Data for the task
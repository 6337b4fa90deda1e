//! Critical path extraction.
//!
//! The critical path is reported two ways: the flat sequence of zero-slack
//! tasks ordered by start, and the connected source-to-sink chains those tasks
//! form. The flat sequence is the primary output; chains are for callers that
//! need actual paths through the network.

mod chains;
mod extraction;

pub use chains::critical_chains;
pub use extraction::extract_critical_path;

Task description
Copy out exactly the lines that run from the one holding "through the network." through the end of the data above.

Output of the task
//! need actual paths through the network.

mod chains;
mod extraction;

pub use chains::critical_chains;
pub use extraction::extract_critical_path;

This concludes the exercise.